After receiving his Ph.D. late in 1953, Sid decided to stay on at Stanford through the 1953-1954 year. By that time we were planning to marry, and he wanted me to complete my doctoral work at least through the comprehensive examinations before we left campus. In the fall of 1953 he began a research association with two members of the Department of Philosophy at Stanford, Donald Davidson and Patrick Suppes. They had been working on theories for the measurement of utility (subjective value) and sought him as an ally to devise an empirical rendering of their theoretical work. Sid worked with them in developing a technique for working with a single subject to measure the utility of some continuous class of objects in an interval scale.
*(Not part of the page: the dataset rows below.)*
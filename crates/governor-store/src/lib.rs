//! # Governor Store
//!
//! Storage abstraction for Governor. Provides a trait-based interface for
//! permissions, principals, protected objects and grant records, with SQLite
//! and in-memory implementations.
//!
//! ## Overview
//!
//! The resolver and materializer are storage-agnostic: they only use the
//! [`Store`] trait. The primary implementation is [`SqliteStore`], with
//! [`MemoryStore`] for testing.
//!
//! ## Usage
//!
//! ```rust,no_run
//! use governor_store::{SqliteStore, Store};
//! use governor_core::{ObjectType, Permission, PermissionName};
//!
//! async fn example() {
//!     let store = SqliteStore::open("governor.db").unwrap();
//!
//!     let review = Permission::new(
//!         PermissionName::new("docs", "review"),
//!         ObjectType::new("docs", "document"),
//!     );
//!     store.insert_permission(&review).await.unwrap();
//! }
//! ```
//!
//! ## Design Notes
//!
//! - **Atomic batches**: grant batches are inserted in one transaction
//! - **Unique grants**: a duplicate (principal, permission, object) fails the batch
//! - **Identity lookups**: unknown ids are dropped, results are ordered by id

pub mod error;
pub mod memory;
pub mod migration;
pub mod sqlite;
pub mod traits;

pub use error::{Result, StoreError};
pub use memory::MemoryStore;
pub use sqlite::SqliteStore;
pub use traits::{SaveResult, Store};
A central problem was identifying an event which had subjective probability .50 for the subject, and Sid devised a zero-association nonsense-syllable die to serve as this event. The work on the measurement of the utility of money was carried out in the spring of 1954 and first reported in a technical paper which appeared in 1955. Davidson and Suppes conducted further work on the same topic after Sid left Stanford, and the total report of the work appeared finally in the book Decision Making: An Experimental Approach, published in 1957.